**** Given records
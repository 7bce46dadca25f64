//! Billing engine events
//!
//! Published on the [`EventBus`](super::EventBus) for subscribers such as a
//! push gateway or an operator dashboard.

use chrono::{DateTime, Utc};
use rust_decimal::Decimal;
use serde::{Deserialize, Serialize};

#[derive(Debug, Clone, Serialize, Deserialize)]
#[serde(tag = "type", content = "data")]
pub enum Event {
    ChargePointConnected(ChargePointConnectedEvent),
    ChargePointDisconnected(ChargePointDisconnectedEvent),
    ConnectorStatusChanged(ConnectorStatusChangedEvent),
    TransactionStarted(TransactionStartedEvent),
    TransactionStopped(TransactionStoppedEvent),
    MeterValuesReceived(MeterValuesEvent),
    /// A polling interval was priced and written to the ledger
    IntervalBilled(IntervalBilledEvent),
    /// A wallet guard decided to stop a transaction
    WalletGuardStop(WalletGuardStopEvent),
    /// Message addressed to the account holder
    UserAlert(UserAlertEvent),
}

impl Event {
    pub fn event_type(&self) -> &'static str {
        match self {
            Event::ChargePointConnected(_) => "charge_point_connected",
            Event::ChargePointDisconnected(_) => "charge_point_disconnected",
            Event::ConnectorStatusChanged(_) => "connector_status_changed",
            Event::TransactionStarted(_) => "transaction_started",
            Event::TransactionStopped(_) => "transaction_stopped",
            Event::MeterValuesReceived(_) => "meter_values_received",
            Event::IntervalBilled(_) => "interval_billed",
            Event::WalletGuardStop(_) => "wallet_guard_stop",
            Event::UserAlert(_) => "user_alert",
        }
    }

    pub fn charge_point_id(&self) -> Option<&str> {
        match self {
            Event::ChargePointConnected(e) => Some(&e.charge_point_id),
            Event::ChargePointDisconnected(e) => Some(&e.charge_point_id),
            Event::ConnectorStatusChanged(e) => Some(&e.charge_point_id),
            Event::TransactionStarted(e) => Some(&e.charge_point_id),
            Event::TransactionStopped(e) => Some(&e.charge_point_id),
            Event::MeterValuesReceived(e) => Some(&e.charge_point_id),
            Event::WalletGuardStop(e) => Some(&e.charge_point_id),
            Event::IntervalBilled(_) | Event::UserAlert(_) => None,
        }
    }
}

#[derive(Debug, Clone, Serialize, Deserialize)]
pub struct ChargePointConnectedEvent {
    pub charge_point_id: String,
    pub timestamp: DateTime<Utc>,
    pub remote_addr: Option<String>,
}

#[derive(Debug, Clone, Serialize, Deserialize)]
pub struct ChargePointDisconnectedEvent {
    pub charge_point_id: String,
    pub timestamp: DateTime<Utc>,
}

#[derive(Debug, Clone, Serialize, Deserialize)]
pub struct ConnectorStatusChangedEvent {
    pub charge_point_id: String,
    pub connector_id: u32,
    pub status: String,
    pub timestamp: DateTime<Utc>,
}

#[derive(Debug, Clone, Serialize, Deserialize)]
pub struct TransactionStartedEvent {
    pub charge_point_id: String,
    pub connector_id: u32,
    pub transaction_id: i32,
    pub id_tag: String,
    pub timestamp: DateTime<Utc>,
}

#[derive(Debug, Clone, Serialize, Deserialize)]
pub struct TransactionStoppedEvent {
    pub charge_point_id: String,
    pub transaction_id: i32,
    /// Server-side reason if the stop was requested by the billing engine
    pub reason: Option<String>,
    pub timestamp: DateTime<Utc>,
}

#[derive(Debug, Clone, Serialize, Deserialize)]
pub struct MeterValuesEvent {
    pub charge_point_id: String,
    pub connector_id: u32,
    pub transaction_id: Option<i32>,
    pub energy_wh: Option<Decimal>,
    pub timestamp: DateTime<Utc>,
}

#[derive(Debug, Clone, Serialize, Deserialize)]
pub struct IntervalBilledEvent {
    pub transaction_id: i32,
    pub energy_kwh: Decimal,
    pub total_amount: Decimal,
    pub interval_end: DateTime<Utc>,
}

#[derive(Debug, Clone, Serialize, Deserialize)]
pub struct WalletGuardStopEvent {
    pub charge_point_id: String,
    pub transaction_id: i32,
    pub id_tag: String,
    pub balance: Decimal,
    pub cost: Decimal,
    pub timestamp: DateTime<Utc>,
}

#[derive(Debug, Clone, Serialize, Deserialize)]
pub struct UserAlertEvent {
    pub id_tag: String,
    pub message: String,
    pub timestamp: DateTime<Utc>,
}

/// Envelope with delivery metadata
#[derive(Debug, Clone, Serialize, Deserialize)]
pub struct EventMessage {
    pub id: String,
    pub timestamp: DateTime<Utc>,
    #[serde(flatten)]
    pub event: Event,
}

impl EventMessage {
    pub fn new(event: Event) -> Self {
        Self {
            id: uuid::Uuid::new_v4().to_string(),
            timestamp: Utc::now(),
            event,
        }
    }
}
//! Meter reading and telemetry repository interfaces

use async_trait::async_trait;
use chrono::{DateTime, Utc};
use rust_decimal::Decimal;

use super::model::{ConnectorRef, MeterSample, TelemetryRecord};
use crate::domain::DomainResult;

/// Cumulative energy readings per connector, as used by the polling path.
#[async_trait]
pub trait MeterReadingRepository: Send + Sync {
    async fn append(&self, sample: MeterSample) -> DomainResult<()>;

    /// Most recent reading taken at or before `at`.
    async fn latest_at_or_before(
        &self,
        connector: &ConnectorRef,
        at: DateTime<Utc>,
    ) -> DomainResult<Option<MeterSample>>;

    /// Readings with `from < timestamp <= to`, ascending.
    async fn readings_between(
        &self,
        connector: &ConnectorRef,
        from: DateTime<Utc>,
        to: DateTime<Utc>,
    ) -> DomainResult<Vec<MeterSample>>;
}

/// Running per-transaction telemetry rows written by the streaming path.
#[async_trait]
pub trait TelemetryRepository: Send + Sync {
    async fn insert(&self, record: TelemetryRecord) -> DomainResult<()>;

    /// Write tax and total onto the most recent row of the transaction.
    async fn update_latest_cost(
        &self,
        transaction_id: i32,
        tax_amount: Decimal,
        total_amount: Decimal,
    ) -> DomainResult<()>;

    /// Last energy value recorded on the connector by the latest
    /// transaction with an id below `transaction_id`.
    async fn last_energy_of_previous_transaction(
        &self,
        connector: &ConnectorRef,
        transaction_id: i32,
    ) -> DomainResult<Option<Decimal>>;
}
********
* What is expected:
Transcribe all of the records exactly.

* Written answer:
repository 7bce46dadca25f64
//! Billing engine events
//!
//! Published on the [`EventBus`](super::EventBus) for subscribers such as a
//! push gateway or an operator dashboard.

use chrono::{DateTime, Utc};
use rust_decimal::Decimal;
use serde::{Deserialize, Serialize};

#[derive(Debug, Clone, Serialize, Deserialize)]
#[serde(tag = "type", content = "data")]
pub enum Event {
    ChargePointConnected(ChargePointConnectedEvent),
    ChargePointDisconnected(ChargePointDisconnectedEvent),
    ConnectorStatusChanged(ConnectorStatusChangedEvent),
    TransactionStarted(TransactionStartedEvent),
    TransactionStopped(TransactionStoppedEvent),
    MeterValuesReceived(MeterValuesEvent),
    /// A polling interval was priced and written to the ledger
    IntervalBilled(IntervalBilledEvent),
    /// A wallet guard decided to stop a transaction
    WalletGuardStop(WalletGuardStopEvent),
    /// Message addressed to the account holder
    UserAlert(UserAlertEvent),
}

impl Event {
    pub fn event_type(&self) -> &'static str {
        match self {
            Event::ChargePointConnected(_) => "charge_point_connected",
            Event::ChargePointDisconnected(_) => "charge_point_disconnected",
            Event::ConnectorStatusChanged(_) => "connector_status_changed",
            Event::TransactionStarted(_) => "transaction_started",
            Event::TransactionStopped(_) => "transaction_stopped",
            Event::MeterValuesReceived(_) => "meter_values_received",
            Event::IntervalBilled(_) => "interval_billed",
            Event::WalletGuardStop(_) => "wallet_guard_stop",
            Event::UserAlert(_) => "user_alert",
        }
    }

    pub fn charge_point_id(&self) -> Option<&str> {
        match self {
            Event::ChargePointConnected(e) => Some(&e.charge_point_id),
            Event::ChargePointDisconnected(e) => Some(&e.charge_point_id),
            Event::ConnectorStatusChanged(e) => Some(&e.charge_point_id),
            Event::TransactionStarted(e) => Some(&e.charge_point_id),
            Event::TransactionStopped(e) => Some(&e.charge_point_id),
            Event::MeterValuesReceived(e) => Some(&e.charge_point_id),
            Event::WalletGuardStop(e) => Some(&e.charge_point_id),
            Event::IntervalBilled(_) | Event::UserAlert(_) => None,
        }
    }
}

#[derive(Debug, Clone, Serialize, Deserialize)]
pub struct ChargePointConnectedEvent {
    pub charge_point_id: String,
    pub timestamp: DateTime<Utc>,
    pub remote_addr: Option<String>,
}

#[derive(Debug, Clone, Serialize, Deserialize)]
pub struct ChargePointDisconnectedEvent {
    pub charge_point_id: String,
    pub timestamp: DateTime<Utc>,
}

#[derive(Debug, Clone, Serialize, Deserialize)]
pub struct ConnectorStatusChangedEvent {
    pub charge_point_id: String,
    pub connector_id: u32,
    pub status: String,
    pub timestamp: DateTime<Utc>,
}

#[derive(Debug, Clone, Serialize, Deserialize)]
pub struct TransactionStartedEvent {
    pub charge_point_id: String,
    pub connector_id: u32,
    pub transaction_id: i32,
    pub id_tag: String,
    pub timestamp: DateTime<Utc>,
}

#[derive(Debug, Clone, Serialize, Deserialize)]
pub struct TransactionStoppedEvent {
    pub charge_point_id: String,
    pub transaction_id: i32,
    /// Server-side reason if the stop was requested by the billing engine
    pub reason: Option<String>,
    pub timestamp: DateTime<Utc>,
}

#[derive(Debug, Clone, Serialize, Deserialize)]
pub struct MeterValuesEvent {
    pub charge_point_id: String,
    pub connector_id: u32,
    pub transaction_id: Option<i32>,
    pub energy_wh: Option<Decimal>,
    pub timestamp: DateTime<Utc>,
}

#[derive(Debug, Clone, Serialize, Deserialize)]
pub struct IntervalBilledEvent {
    pub transaction_id: i32,
    pub energy_kwh: Decimal,
    pub total_amount: Decimal,
    pub interval_end: DateTime<Utc>,
}

#[derive(Debug, Clone, Serialize, Deserialize)]
pub struct WalletGuardStopEvent {
    pub charge_point_id: String,
    pub transaction_id: i32,
    pub id_tag: String,
    pub balance: Decimal,
    pub cost: Decimal,
    pub timestamp: DateTime<Utc>,
}

#[derive(Debug, Clone, Serialize, Deserialize)]
pub struct UserAlertEvent {
    pub id_tag: String,
    pub message: String,
    pub timestamp: DateTime<Utc>,
}

/// Envelope with delivery metadata
#[derive(Debug, Clone, Serialize, Deserialize)]
pub struct EventMessage {
    pub id: String,
    pub timestamp: DateTime<Utc>,
    #[serde(flatten)]
    pub event: Event,
}

impl EventMessage {
    pub fn new(event: Event) -> Self {
        Self {
            id: uuid::Uuid::new_v4().to_string(),
            timestamp: Utc::now(),
            event,
        }
    }
}
//! Meter reading and telemetry repository interfaces

use async_trait::async_trait;
use chrono::{DateTime, Utc};
use rust_decimal::Decimal;

use super::model::{ConnectorRef, MeterSample, TelemetryRecord};
use crate::domain::DomainResult;

/// Cumulative energy readings per connector, as used by the polling path.
#[async_trait]
pub trait MeterReadingRepository: Send + Sync {
    async fn append(&self, sample: MeterSample) -> DomainResult<()>;

    /// Most recent reading taken at or before `at`.
    async fn latest_at_or_before(
        &self,
        connector: &ConnectorRef,
        at: DateTime<Utc>,
    ) -> DomainResult<Option<MeterSample>>;

    /// Readings with `from < timestamp <= to`, ascending.
    async fn readings_between(
        &self,
        connector: &ConnectorRef,
        from: DateTime<Utc>,
        to: DateTime<Utc>,
    ) -> DomainResult<Vec<MeterSample>>;
}

/// Running per-transaction telemetry rows written by the streaming path.
#[async_trait]
pub trait TelemetryRepository: Send + Sync {
    async fn insert(&self, record: TelemetryRecord) -> DomainResult<()>;

    /// Write tax and total onto the most recent row of the transaction.
    async fn update_latest_cost(
        &self,
        transaction_id: i32,
        tax_amount: Decimal,
        total_amount: Decimal,
    ) -> DomainResult<()>;

    /// Last energy value recorded on the connector by the latest
    /// transaction with an id below `transaction_id`.
    async fn last_energy_of_previous_transaction(
        &self,
        connector: &ConnectorRef,
        transaction_id: i32,
    ) -> DomainResult<Option<Decimal>>;
}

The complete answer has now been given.